───── DATA FOR THIS TASK ─────
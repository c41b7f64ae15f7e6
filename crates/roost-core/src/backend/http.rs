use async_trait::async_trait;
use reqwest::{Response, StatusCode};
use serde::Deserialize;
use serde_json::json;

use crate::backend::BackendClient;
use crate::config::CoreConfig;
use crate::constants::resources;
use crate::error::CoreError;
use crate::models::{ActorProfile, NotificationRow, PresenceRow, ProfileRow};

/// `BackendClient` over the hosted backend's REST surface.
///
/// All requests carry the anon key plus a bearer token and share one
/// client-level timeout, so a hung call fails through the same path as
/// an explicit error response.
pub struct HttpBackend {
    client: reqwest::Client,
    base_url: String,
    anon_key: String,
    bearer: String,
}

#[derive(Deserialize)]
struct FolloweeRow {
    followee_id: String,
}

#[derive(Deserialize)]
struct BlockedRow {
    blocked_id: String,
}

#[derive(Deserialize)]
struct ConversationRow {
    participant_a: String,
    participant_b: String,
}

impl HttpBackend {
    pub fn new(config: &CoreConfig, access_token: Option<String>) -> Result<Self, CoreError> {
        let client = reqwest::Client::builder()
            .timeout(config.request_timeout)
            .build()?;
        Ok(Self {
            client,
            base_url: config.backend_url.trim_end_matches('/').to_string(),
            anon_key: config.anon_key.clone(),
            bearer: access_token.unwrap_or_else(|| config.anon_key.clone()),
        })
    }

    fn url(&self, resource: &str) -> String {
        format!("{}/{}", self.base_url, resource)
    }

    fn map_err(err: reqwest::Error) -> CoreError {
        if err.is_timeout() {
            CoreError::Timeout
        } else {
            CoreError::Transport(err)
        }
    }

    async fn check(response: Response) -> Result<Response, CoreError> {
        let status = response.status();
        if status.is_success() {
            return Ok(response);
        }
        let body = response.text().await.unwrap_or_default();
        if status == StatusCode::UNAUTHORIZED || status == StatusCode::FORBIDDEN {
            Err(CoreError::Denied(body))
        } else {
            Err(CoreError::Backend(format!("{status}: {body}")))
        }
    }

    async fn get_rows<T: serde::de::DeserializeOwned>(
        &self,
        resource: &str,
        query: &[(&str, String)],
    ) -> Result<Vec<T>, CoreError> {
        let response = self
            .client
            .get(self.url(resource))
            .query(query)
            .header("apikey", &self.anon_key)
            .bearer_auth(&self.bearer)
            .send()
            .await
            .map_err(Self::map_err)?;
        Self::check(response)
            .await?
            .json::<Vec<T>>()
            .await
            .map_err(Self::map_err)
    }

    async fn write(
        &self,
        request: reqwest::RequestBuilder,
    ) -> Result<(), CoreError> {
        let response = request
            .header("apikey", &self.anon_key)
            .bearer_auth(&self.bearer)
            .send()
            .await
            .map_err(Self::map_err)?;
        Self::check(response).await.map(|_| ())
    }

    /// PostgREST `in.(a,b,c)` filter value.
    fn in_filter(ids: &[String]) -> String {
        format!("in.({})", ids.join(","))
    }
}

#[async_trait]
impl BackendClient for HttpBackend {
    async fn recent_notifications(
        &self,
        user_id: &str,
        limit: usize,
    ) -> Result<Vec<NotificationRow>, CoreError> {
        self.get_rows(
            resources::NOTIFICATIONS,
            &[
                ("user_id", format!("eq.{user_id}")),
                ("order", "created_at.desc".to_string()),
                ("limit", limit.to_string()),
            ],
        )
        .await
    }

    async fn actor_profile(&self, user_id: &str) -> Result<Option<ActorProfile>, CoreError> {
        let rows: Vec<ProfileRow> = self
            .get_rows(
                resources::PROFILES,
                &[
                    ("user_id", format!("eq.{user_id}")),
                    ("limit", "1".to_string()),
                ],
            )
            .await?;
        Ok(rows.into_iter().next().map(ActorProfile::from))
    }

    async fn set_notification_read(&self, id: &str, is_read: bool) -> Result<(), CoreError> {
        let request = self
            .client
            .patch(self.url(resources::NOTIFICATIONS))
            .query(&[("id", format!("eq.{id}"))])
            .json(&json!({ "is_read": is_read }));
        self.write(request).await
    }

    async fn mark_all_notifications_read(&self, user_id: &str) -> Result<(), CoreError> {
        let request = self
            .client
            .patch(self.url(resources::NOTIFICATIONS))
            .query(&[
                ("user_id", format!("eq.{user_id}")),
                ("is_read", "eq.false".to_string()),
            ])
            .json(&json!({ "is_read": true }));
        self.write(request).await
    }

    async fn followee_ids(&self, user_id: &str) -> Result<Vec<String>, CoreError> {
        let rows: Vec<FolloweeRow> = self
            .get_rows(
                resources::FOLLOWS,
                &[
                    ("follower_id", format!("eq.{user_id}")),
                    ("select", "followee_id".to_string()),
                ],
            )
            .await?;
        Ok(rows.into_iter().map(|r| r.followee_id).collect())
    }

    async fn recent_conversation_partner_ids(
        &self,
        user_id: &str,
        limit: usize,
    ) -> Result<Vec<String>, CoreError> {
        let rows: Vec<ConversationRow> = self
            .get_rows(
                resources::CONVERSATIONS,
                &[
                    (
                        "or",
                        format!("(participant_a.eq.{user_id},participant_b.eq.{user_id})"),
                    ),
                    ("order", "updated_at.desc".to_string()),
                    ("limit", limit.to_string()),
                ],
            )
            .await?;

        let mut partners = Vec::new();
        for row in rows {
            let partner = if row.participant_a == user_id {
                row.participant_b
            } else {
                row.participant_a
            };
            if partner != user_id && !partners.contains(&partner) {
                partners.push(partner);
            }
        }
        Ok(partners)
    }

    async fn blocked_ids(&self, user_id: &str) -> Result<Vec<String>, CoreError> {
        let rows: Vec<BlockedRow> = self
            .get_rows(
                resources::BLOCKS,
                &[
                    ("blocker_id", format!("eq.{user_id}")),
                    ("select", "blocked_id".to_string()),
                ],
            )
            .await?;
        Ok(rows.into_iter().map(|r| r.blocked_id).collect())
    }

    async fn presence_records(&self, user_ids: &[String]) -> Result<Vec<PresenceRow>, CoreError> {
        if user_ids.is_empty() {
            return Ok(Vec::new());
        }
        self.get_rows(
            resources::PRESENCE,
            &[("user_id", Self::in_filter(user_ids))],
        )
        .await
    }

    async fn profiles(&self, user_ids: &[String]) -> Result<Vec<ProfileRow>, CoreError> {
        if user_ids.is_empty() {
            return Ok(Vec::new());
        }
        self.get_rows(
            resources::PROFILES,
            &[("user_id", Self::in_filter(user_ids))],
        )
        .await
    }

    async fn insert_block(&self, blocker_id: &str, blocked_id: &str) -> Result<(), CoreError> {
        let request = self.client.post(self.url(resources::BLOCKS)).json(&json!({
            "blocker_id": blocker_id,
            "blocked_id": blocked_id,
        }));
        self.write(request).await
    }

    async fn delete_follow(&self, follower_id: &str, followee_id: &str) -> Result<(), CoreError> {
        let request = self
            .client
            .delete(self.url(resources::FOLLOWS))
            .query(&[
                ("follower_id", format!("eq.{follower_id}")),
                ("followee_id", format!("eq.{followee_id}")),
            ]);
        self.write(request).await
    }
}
─────
───── DATA FOR THIS TASK ─────
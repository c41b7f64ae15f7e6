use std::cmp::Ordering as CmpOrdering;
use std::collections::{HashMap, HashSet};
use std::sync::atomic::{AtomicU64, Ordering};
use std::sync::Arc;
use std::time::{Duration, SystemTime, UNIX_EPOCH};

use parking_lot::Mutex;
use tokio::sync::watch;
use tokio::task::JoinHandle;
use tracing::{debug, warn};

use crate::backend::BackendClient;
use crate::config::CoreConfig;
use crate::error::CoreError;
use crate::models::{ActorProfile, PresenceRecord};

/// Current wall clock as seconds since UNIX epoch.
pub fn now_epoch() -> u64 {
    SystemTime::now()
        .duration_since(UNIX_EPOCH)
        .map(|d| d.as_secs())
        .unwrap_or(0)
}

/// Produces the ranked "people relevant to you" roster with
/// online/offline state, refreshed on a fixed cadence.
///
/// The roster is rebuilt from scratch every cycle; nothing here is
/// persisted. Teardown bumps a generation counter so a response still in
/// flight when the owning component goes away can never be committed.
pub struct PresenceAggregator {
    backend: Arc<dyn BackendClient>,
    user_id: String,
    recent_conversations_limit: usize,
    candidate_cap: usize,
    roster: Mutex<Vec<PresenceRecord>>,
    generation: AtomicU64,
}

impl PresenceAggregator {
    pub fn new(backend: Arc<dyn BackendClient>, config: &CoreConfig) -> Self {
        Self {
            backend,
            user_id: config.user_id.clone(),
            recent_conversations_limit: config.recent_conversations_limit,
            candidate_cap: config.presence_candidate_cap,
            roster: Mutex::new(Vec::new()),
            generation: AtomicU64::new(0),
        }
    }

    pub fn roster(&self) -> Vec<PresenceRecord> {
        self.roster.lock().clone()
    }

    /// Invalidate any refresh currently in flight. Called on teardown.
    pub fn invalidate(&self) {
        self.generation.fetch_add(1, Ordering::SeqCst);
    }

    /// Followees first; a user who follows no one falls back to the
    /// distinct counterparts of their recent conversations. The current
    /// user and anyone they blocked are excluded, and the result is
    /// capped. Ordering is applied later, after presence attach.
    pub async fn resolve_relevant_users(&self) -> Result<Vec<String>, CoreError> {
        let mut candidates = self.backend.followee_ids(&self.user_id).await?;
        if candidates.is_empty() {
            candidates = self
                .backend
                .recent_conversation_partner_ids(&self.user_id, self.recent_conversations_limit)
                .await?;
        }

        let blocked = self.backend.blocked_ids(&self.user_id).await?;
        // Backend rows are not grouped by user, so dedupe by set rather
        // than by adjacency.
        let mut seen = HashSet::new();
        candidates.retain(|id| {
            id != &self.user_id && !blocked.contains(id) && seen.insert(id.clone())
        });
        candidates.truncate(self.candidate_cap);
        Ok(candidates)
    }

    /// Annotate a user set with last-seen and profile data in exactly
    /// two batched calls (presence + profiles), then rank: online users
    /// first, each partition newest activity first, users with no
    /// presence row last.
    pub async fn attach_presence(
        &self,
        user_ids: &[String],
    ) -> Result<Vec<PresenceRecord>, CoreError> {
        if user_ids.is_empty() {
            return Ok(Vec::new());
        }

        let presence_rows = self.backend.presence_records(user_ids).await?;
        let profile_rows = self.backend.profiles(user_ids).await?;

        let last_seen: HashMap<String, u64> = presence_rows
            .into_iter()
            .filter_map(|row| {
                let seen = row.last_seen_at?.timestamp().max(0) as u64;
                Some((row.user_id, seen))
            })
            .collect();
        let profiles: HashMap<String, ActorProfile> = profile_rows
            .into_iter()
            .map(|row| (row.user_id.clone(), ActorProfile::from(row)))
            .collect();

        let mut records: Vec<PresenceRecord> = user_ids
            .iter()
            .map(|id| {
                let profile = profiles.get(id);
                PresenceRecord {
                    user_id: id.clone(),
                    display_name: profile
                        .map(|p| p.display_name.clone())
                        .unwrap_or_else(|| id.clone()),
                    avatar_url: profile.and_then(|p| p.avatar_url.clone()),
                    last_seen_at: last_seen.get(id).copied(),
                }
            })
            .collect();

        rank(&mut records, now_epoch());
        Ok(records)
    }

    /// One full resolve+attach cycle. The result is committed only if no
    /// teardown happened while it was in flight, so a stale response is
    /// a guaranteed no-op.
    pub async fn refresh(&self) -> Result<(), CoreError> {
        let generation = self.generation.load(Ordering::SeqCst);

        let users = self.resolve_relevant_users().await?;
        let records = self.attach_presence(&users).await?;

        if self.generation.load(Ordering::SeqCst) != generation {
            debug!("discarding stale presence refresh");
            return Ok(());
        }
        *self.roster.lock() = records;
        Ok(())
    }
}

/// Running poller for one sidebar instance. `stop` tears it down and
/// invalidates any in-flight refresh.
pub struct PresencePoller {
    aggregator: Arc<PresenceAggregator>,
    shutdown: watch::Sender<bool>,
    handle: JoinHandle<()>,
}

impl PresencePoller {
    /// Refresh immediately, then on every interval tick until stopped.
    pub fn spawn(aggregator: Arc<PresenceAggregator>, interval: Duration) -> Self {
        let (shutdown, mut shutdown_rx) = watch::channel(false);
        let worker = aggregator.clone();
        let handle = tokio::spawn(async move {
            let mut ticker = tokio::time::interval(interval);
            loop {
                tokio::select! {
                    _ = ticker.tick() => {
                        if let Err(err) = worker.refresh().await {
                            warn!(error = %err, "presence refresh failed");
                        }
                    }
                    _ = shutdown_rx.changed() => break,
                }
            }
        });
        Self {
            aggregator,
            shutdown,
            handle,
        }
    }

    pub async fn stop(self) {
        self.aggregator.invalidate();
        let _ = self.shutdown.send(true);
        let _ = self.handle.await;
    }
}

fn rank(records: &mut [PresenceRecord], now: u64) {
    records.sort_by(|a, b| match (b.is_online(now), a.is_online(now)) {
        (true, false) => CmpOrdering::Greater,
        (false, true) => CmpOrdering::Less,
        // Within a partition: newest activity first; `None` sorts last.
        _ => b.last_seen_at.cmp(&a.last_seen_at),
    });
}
─────
───── DATA FOR THIS TASK ─────
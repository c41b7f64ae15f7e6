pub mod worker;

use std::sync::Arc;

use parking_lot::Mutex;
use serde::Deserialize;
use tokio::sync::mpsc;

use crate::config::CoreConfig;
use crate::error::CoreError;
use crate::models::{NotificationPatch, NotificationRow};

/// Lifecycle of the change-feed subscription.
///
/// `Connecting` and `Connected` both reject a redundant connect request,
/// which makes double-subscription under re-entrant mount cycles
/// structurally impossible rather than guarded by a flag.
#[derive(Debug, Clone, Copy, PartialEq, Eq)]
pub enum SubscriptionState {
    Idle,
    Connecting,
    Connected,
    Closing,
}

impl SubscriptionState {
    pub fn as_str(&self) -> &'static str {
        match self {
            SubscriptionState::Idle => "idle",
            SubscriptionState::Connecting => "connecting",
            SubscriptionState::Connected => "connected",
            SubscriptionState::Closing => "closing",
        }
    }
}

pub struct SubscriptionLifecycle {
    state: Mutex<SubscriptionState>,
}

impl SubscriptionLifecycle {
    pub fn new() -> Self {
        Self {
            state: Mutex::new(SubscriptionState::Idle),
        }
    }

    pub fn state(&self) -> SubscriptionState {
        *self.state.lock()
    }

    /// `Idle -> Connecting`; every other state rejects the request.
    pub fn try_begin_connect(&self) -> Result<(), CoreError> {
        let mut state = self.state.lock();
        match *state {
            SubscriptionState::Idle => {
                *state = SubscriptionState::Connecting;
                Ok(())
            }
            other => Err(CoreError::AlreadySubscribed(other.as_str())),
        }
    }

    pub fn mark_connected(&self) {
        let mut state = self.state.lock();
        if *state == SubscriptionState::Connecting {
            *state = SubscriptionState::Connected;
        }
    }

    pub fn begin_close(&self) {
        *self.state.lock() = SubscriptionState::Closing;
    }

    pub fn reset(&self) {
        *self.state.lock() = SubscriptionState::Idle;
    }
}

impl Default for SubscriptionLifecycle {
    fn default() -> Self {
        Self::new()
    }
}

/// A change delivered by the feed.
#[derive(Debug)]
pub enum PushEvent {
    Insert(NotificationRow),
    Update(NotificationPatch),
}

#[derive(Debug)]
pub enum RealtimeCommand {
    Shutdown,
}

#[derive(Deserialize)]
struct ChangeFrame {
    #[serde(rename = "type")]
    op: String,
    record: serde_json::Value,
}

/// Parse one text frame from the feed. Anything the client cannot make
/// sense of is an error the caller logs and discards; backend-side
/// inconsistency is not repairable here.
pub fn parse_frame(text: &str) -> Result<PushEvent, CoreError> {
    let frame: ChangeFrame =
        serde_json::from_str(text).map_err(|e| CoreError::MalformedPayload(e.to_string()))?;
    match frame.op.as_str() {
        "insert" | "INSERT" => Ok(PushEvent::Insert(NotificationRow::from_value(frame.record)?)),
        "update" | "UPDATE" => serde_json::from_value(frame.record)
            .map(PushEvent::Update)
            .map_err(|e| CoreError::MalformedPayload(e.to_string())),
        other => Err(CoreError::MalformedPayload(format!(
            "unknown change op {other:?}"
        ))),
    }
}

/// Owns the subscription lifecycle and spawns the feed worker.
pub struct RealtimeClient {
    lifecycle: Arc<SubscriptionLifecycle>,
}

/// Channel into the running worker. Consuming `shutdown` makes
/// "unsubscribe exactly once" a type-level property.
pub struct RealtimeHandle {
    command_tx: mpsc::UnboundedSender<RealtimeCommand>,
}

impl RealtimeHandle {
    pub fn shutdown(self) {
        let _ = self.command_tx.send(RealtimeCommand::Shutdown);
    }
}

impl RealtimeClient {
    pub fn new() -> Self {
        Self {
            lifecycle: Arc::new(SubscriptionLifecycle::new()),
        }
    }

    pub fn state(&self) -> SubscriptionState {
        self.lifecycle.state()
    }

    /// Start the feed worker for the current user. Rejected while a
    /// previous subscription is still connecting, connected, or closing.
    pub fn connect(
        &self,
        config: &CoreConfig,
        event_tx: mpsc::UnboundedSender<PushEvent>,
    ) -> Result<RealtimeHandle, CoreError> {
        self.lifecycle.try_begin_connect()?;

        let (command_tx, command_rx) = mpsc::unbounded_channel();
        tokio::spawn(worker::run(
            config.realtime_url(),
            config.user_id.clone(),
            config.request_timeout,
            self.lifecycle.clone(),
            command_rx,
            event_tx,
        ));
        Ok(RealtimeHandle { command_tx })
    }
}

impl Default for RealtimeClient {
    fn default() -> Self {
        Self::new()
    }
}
─────
◆ **YOUR OBJECTIVE**: All lines holding the word "StatusCode" must be found in the listing and copied.

◆ **SOLUTION TO THIS PROBLEM**:
use reqwest::{Response, StatusCode};
        if status == StatusCode::UNAUTHORIZED || status == StatusCode::FORBIDDEN {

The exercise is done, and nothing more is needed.